Under the agreement, Michael Hill will recognise the additional tax liability for the transfer and a corresponding tax expense for the period to June 30, 2015, without paying any penalties. It had already settled a case with Australia’s tax office on the matter in 2014.

Tax pooling deposits, which the company has entered into over a number of years, will fund some of the NZ settlement including use of money interest and $7.7 million of core tax. The residual amount of $22.6 million will be funded from the group’s existing finance facilities but it said that will have no impact on the company’s on-going operations or planned store roll-out programme.

There’s also a shareholder benefit as implementation will generate imputation credits that will allow dividends to be fully imputed for New Zealand shareholders for some years, including the final dividend due for payment in October this year.

The Michael Hill board said in a statement that it had been conscious of increasing difficulties for shareholders to understand and quantify the potential price impact of the tax contingency if the case didn’t go the retailer’s way.

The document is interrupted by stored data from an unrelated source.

//! Minigames domain: tests for session rules and the full play loop.

use bevy::prelude::*;
use bevy::state::app::StatesPlugin;

use super::*;
use crate::content::{Level, LevelCatalog, builtin_levels};
use crate::core::{AppState, CorePlugin, LevelSelectedEvent, StageSelectedEvent};
use crate::progress::{GameStage, MemoryStore, ProgressPlugin, SaveBackend, UserProgress};

fn level() -> Level {
    builtin_levels().remove(0)
}

fn english(word: &crate::content::VocabularyWord) -> String {
    word.translation("en").unwrap().to_string()
}

// -----------------------------------------------------------------------------
// Detection
// -----------------------------------------------------------------------------

#[test]
fn test_detection_none_means_nothing() {
    let mut detection = DetectionState::default();
    assert!(detection.current().is_none());

    detection.update(" Pencil ");
    assert_eq!(detection.current(), Some("Pencil"));

    detection.update(NO_DETECTION);
    assert!(detection.current().is_none());

    detection.update("Pencil");
    detection.update("  ");
    assert!(detection.current().is_none());
}

#[test]
fn test_non_ascii_label_matches_translation() {
    let mut level = level();
    level.words[0]
        .translations
        .insert("en".to_string(), "Éclair".to_string());

    let mut detection = DetectionState::default();
    detection.update("ÉCLAIR");

    let mut hunt = TreasureHuntSession::new(&level, "en", "it");
    assert_eq!(
        hunt.capture(detection.current()),
        Feedback::Correct {
            word_id: level.words[0].id.clone()
        }
    );

    let mut inverted = InvertedHuntSession::new(&level, "en", "it", 3);
    while inverted.current_word().map(|w| &w.id) != Some(&level.words[0].id) {
        let word = inverted.current_word().unwrap().clone();
        inverted.capture(Some(&english(&word)));
    }
    assert!(inverted.is_target_in_view(Some("éclair")));
}

// -----------------------------------------------------------------------------
// Treasure hunt
// -----------------------------------------------------------------------------

#[test]
fn test_treasure_hunt_completes_after_all_words_found() {
    let level = level();
    let mut hunt = TreasureHuntSession::new(&level, "en", "it");

    assert_eq!(hunt.capture(None), Feedback::NothingDetected);
    assert_eq!(
        hunt.capture(Some("banana")),
        Feedback::NotInLevel {
            label: "banana".to_string()
        }
    );

    for (i, word) in level.words.iter().enumerate() {
        assert!(!hunt.is_complete());
        assert_eq!(
            hunt.capture(Some(&english(word))),
            Feedback::Correct {
                word_id: word.id.clone()
            }
        );
        assert_eq!(hunt.found_count(), i + 1);
    }
    assert!(hunt.is_complete());
}

#[test]
fn test_treasure_hunt_refinding_does_not_count_twice() {
    let level = level();
    let mut hunt = TreasureHuntSession::new(&level, "en", "it");

    hunt.capture(Some("pencil"));
    assert_eq!(
        hunt.capture(Some("PENCIL")),
        Feedback::AlreadyFound {
            word_id: "word_pencil".to_string()
        }
    );
    assert_eq!(hunt.found_count(), 1);
    assert!(!hunt.is_complete());
}

#[test]
fn test_treasure_hunt_capture_after_completion_is_finished() {
    let level = level();
    let mut hunt = TreasureHuntSession::new(&level, "en", "it");
    for word in &level.words {
        hunt.capture(Some(&english(word)));
    }

    assert!(hunt.is_complete());
    assert_eq!(hunt.capture(Some("pencil")), Feedback::Finished);
    assert_eq!(hunt.capture(None), Feedback::Finished);
    assert_eq!(hunt.found_count(), 4);
}

#[test]
fn test_treasure_hunt_card_labels_switch_language_when_found() {
    let level = level();
    let mut hunt = TreasureHuntSession::new(&level, "en", "it");

    assert_eq!(hunt.card_label(0), Some("matita"));
    assert_eq!(hunt.speech_for(0).unwrap().language, "it");

    hunt.capture(Some("pencil"));
    assert_eq!(hunt.card_label(0), Some("pencil"));
    assert_eq!(
        hunt.speech_for(0),
        Some(SpeakEvent {
            text: "pencil".to_string(),
            language: "en".to_string()
        })
    );
    assert!(hunt.card_label(4).is_none());
}

// -----------------------------------------------------------------------------
// Image matching
// -----------------------------------------------------------------------------

#[test]
fn test_image_matching_wrong_tap_keeps_words() {
    let level = level();
    let mut matching = ImageMatchingSession::new(&level, "en", 42);

    let target = matching.target().unwrap().id.clone();
    let wrong = level
        .words
        .iter()
        .find(|w| w.id != target)
        .unwrap()
        .id
        .clone();

    assert_eq!(
        matching.tap(&wrong),
        Feedback::Wrong {
            word_id: wrong.clone()
        }
    );
    assert_eq!(matching.remaining().len(), 4);
    assert_eq!(matching.misses(), 1);
    assert_eq!(matching.target().unwrap().id, target);
}

#[test]
fn test_image_matching_correct_taps_finish_game() {
    let level = level();
    let mut matching = ImageMatchingSession::new(&level, "en", 42);

    for remaining in (0..4).rev() {
        let target = matching.target().unwrap().id.clone();
        assert_eq!(
            matching.tap(&target),
            Feedback::Correct { word_id: target }
        );
        assert_eq!(matching.remaining().len(), remaining);
    }

    assert!(matching.is_complete());
    assert!(matching.target().is_none());
    assert!(matching.target_speech().is_none());
    assert_eq!(matching.tap("word_pencil"), Feedback::Finished);
}

#[test]
fn test_image_matching_same_seed_same_targets() {
    let level = level();
    let mut a = ImageMatchingSession::new(&level, "en", 9);
    let mut b = ImageMatchingSession::new(&level, "en", 9);

    while let Some(target) = a.target().map(|w| w.id.clone()) {
        assert_eq!(b.target().map(|w| w.id.clone()), Some(target.clone()));
        a.tap(&target);
        b.tap(&target);
    }
    assert!(b.is_complete());
}

// -----------------------------------------------------------------------------
// Inverted hunt
// -----------------------------------------------------------------------------

#[test]
fn test_inverted_hunt_requires_current_word() {
    let level = level();
    let mut hunt = InvertedHuntSession::new(&level, "en", "it", 3);

    let current = hunt.current_word().unwrap().clone();
    let other = level
        .words
        .iter()
        .find(|w| w.id != current.id)
        .unwrap()
        .clone();

    assert_eq!(
        hunt.capture(Some(&english(&other))),
        Feedback::WrongObject {
            label: english(&other)
        }
    );
    assert_eq!(
        hunt.capture(Some("banana")),
        Feedback::NotInLevel {
            label: "banana".to_string()
        }
    );
    assert_eq!(hunt.capture(None), Feedback::NothingDetected);
    assert_eq!(hunt.found_count(), 0);

    assert!(hunt.is_target_in_view(Some(&english(&current))));
    assert_eq!(
        hunt.capture(Some(&english(&current))),
        Feedback::Correct {
            word_id: current.id.clone()
        }
    );
    assert_eq!(hunt.found_count(), 1);
    assert_ne!(hunt.current_word(), Some(&current));
}

#[test]
fn test_inverted_hunt_prompts_in_target_language() {
    let level = level();
    let hunt = InvertedHuntSession::new(&level, "en", "it", 3);

    let current = hunt.current_word().unwrap();
    assert_eq!(
        hunt.prompt_speech(),
        Some(SpeakEvent {
            text: current.translation("it").unwrap().to_string(),
            language: "it".to_string()
        })
    );
}

#[test]
fn test_inverted_hunt_order_is_a_permutation() {
    let level = level();
    let mut hunt = InvertedHuntSession::new(&level, "en", "it", 11);

    let mut ids = Vec::new();
    while let Some(word) = hunt.current_word().cloned() {
        hunt.capture(Some(&english(&word)));
        ids.push(word.id);
    }
    ids.sort();
    let mut expected: Vec<String> = level.words.iter().map(|w| w.id.clone()).collect();
    expected.sort();
    assert_eq!(ids, expected);
}

#[test]
fn test_inverted_hunt_completes_in_order() {
    let level = level();
    let mut hunt = InvertedHuntSession::new(&level, "en", "it", 5);

    while let Some(word) = hunt.current_word().cloned() {
        hunt.capture(Some(&english(&word)));
    }

    assert!(hunt.is_complete());
    assert_eq!(hunt.found_count(), 4);
    assert_eq!(hunt.capture(Some("pencil")), Feedback::Finished);
}

// -----------------------------------------------------------------------------
// Play loop
// -----------------------------------------------------------------------------

fn play_app() -> App {
    let mut app = App::new();
    app.add_plugins((MinimalPlugins, StatesPlugin))
        .insert_resource(LevelCatalog::new(builtin_levels()))
        .add_plugins(ProgressPlugin {
            backend: SaveBackend::Memory(MemoryStore::new()),
        })
        .add_plugins(CorePlugin)
        .add_plugins(MinigamesPlugin { seed: Some(1) });
    settle(&mut app);
    app
}

fn settle(app: &mut App) {
    for _ in 0..5 {
        app.update();
    }
}

fn state(app: &App) -> AppState {
    app.world().resource::<State<AppState>>().get().clone()
}

fn enter_stage(app: &mut App, stage: GameStage) {
    app.world_mut().write_message(LevelSelectedEvent { index: 0 });
    settle(app);
    app.world_mut().write_message(StageSelectedEvent { stage });
    settle(app);
    assert_eq!(state(app), AppState::Playing);
}

fn capture(app: &mut App, label: &str) {
    app.world_mut().write_message(DetectedLabelEvent {
        label: label.to_string(),
    });
    app.world_mut().write_message(CaptureRequestedEvent);
    settle(app);
}

#[test]
fn test_treasure_hunt_session_completes_stage() {
    let mut app = play_app();
    enter_stage(&mut app, GameStage::TreasureHunt);
    assert!(app.world().resource::<ActiveMinigame>().session.is_some());

    for word in level().words.iter().take(3) {
        capture(&mut app, &english(word));
    }
    assert_eq!(state(&app), AppState::Playing);

    capture(&mut app, "ruler");
    capture(&mut app, "pen");

    assert_eq!(state(&app), AppState::StageSelect);
    assert!(!app.world().resource::<ActiveMinigame>().session.is_some());

    let progress = app.world().resource::<UserProgress>();
    let level = level();
    assert!(progress.is_stage_unlocked(GameStage::MemoryGame, &level));
}

#[test]
fn test_image_matching_session_completes_stage() {
    let mut app = play_app();
    {
        let level = level();
        app.world_mut()
            .resource_mut::<UserProgress>()
            .mark_stage_completed(GameStage::TreasureHunt, &level);
    }
    enter_stage(&mut app, GameStage::MemoryGame);

    for _ in 0..4 {
        let target = {
            let active = app.world().resource::<ActiveMinigame>();
            match &active.session {
                Some(MinigameSession::MemoryGame(session)) => session.target().unwrap().id.clone(),
                other => panic!("unexpected session: {:?}", other),
            }
        };
        app.world_mut()
            .write_message(CardTappedEvent { word_id: target });
        settle(&mut app);
    }

    assert_eq!(state(&app), AppState::StageSelect);
    let progress = app.world().resource::<UserProgress>();
    assert!(progress.is_stage_unlocked(GameStage::InvertedHunt, &level()));
}

#[test]
fn test_inverted_hunt_session_completes_level() {
    let mut app = play_app();
    {
        let level = level();
        let mut progress = app.world_mut().resource_mut::<UserProgress>();
        progress.mark_stage_completed(GameStage::TreasureHunt, &level);
        progress.mark_stage_completed(GameStage::MemoryGame, &level);
    }
    enter_stage(&mut app, GameStage::InvertedHunt);

    for _ in 0..4 {
        let label = {
            let active = app.world().resource::<ActiveMinigame>();
            match &active.session {
                Some(MinigameSession::InvertedHunt(session)) => {
                    english(session.current_word().unwrap())
                }
                other => panic!("unexpected session: {:?}", other),
            }
        };
        capture(&mut app, &label);
    }

    assert_eq!(state(&app), AppState::LevelComplete);
    let levels = builtin_levels();
    assert!(
        app.world()
            .resource::<UserProgress>()
            .is_level_unlocked(1, &levels)
    );
}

While the board remains comfortable that the group’s tax treatment of the IP transactions fully complied with relevant laws at the time, it now thinks removing uncertainty and the significant cost associated with the dispute is in the best interests of shareholders.

The Brisbane-headquartered chain used an Australian limited partnership (ALP) as part of the finance structure to transfer its IP and franchising operations within the group from New Zealand to Australia in 2008.

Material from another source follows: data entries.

//! Content domain: level catalog, vocabulary, and app settings.

mod builtin;
mod data;
mod loader;
mod registry;
#[cfg(test)]
mod tests;
mod validation;

pub use builtin::builtin_levels;
pub use data::{AppSettings, Level, LevelId, VocabularyWord, WORDS_PER_LEVEL};
pub use loader::{ContentLoadError, load_levels, load_settings, parse_levels};
pub use registry::{LevelCatalog, find_word_by_label, labels_match};
pub use validation::{ValidationError, validate_levels};

use bevy::prelude::*;
use std::path::{Path, PathBuf};

/// Where the RON data files live.
pub const DATA_DIR: &str = "assets/data";

/// Environment variable overriding `AppSettings::save_dir`.
pub const SAVE_DIR_ENV: &str = "BLINKO_SAVE_DIR";

pub struct ContentPlugin {
    pub data_dir: PathBuf,
}

impl Default for ContentPlugin {
    fn default() -> Self {
        Self {
            data_dir: PathBuf::from(DATA_DIR),
        }
    }
}

impl Plugin for ContentPlugin {
    fn build(&self, app: &mut App) {
        app.register_type::<LevelId>()
            .register_type::<VocabularyWord>()
            .register_type::<Level>();

        // Inserted at build time; later plugins read AppSettings in build().
        let settings = settings_from_dir(&self.data_dir);
        let catalog = catalog_from_dir(&self.data_dir, &settings.required_languages);
        info!("{}", catalog.summary());

        app.insert_resource(settings).insert_resource(catalog);
    }
}

fn settings_from_dir(data_dir: &Path) -> AppSettings {
    let path = data_dir.join("settings.ron");
    let mut settings = if path.exists() {
        match load_settings(&path) {
            Ok(settings) => settings,
            Err(e) => {
                warn!("{}; using default settings", e);
                AppSettings::default()
            }
        }
    } else {
        AppSettings::default()
    };

    if let Ok(dir) = std::env::var(SAVE_DIR_ENV) {
        settings.save_dir = dir;
    }

    settings
}

fn catalog_from_dir(data_dir: &Path, required_languages: &[String]) -> LevelCatalog {
    let path = data_dir.join("levels.ron");
    let levels = if path.exists() {
        match load_levels(&path) {
            Ok(levels) => levels,
            Err(e) => {
                error!("{}; falling back to builtin levels", e);
                builtin_levels()
            }
        }
    } else {
        debug!("No levels file at {:?}, using builtin levels", path);
        builtin_levels()
    };

    let errors = validate_levels(&levels, required_languages);
    if errors.is_empty() {
        return LevelCatalog::new(levels);
    }

    for e in &errors {
        error!("Content validation: {}", e);
    }
    LevelCatalog::new(builtin_levels())
}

Michael Hill Finance owned 95 percent of the ALP and applied for a binding ruling under the Income Tax Act on how tax would be applied to it, including under the tax avoidance provision. New Zealand’s tax commissioner Naomi Ferguson found the almost $300 million transfer was a “tax avoidance arrangement” involving $35 million in tax deductions.

Michael Hill Finance challenged the finding in court on two grounds, that the commissioner was inconsistent with her treatment of the company compared to others using similar structures and that it was wrong in law because it wasn’t tax avoidance.

The High Court found in the retailer’s favour when the IRD tried to strike out the inconsistency challenge but the Court of Appeal then ruled in its favour on appeal in June, striking out Michael Hill’s action on the basis of inconsistency and ordered it to pay costs.

Michael Hill, which now has its primary listing on the ASX, is due to release its full-year results on Friday.

The dual-listed shares last traded on the NZX at $1.50, having gained 52 percent so far this year.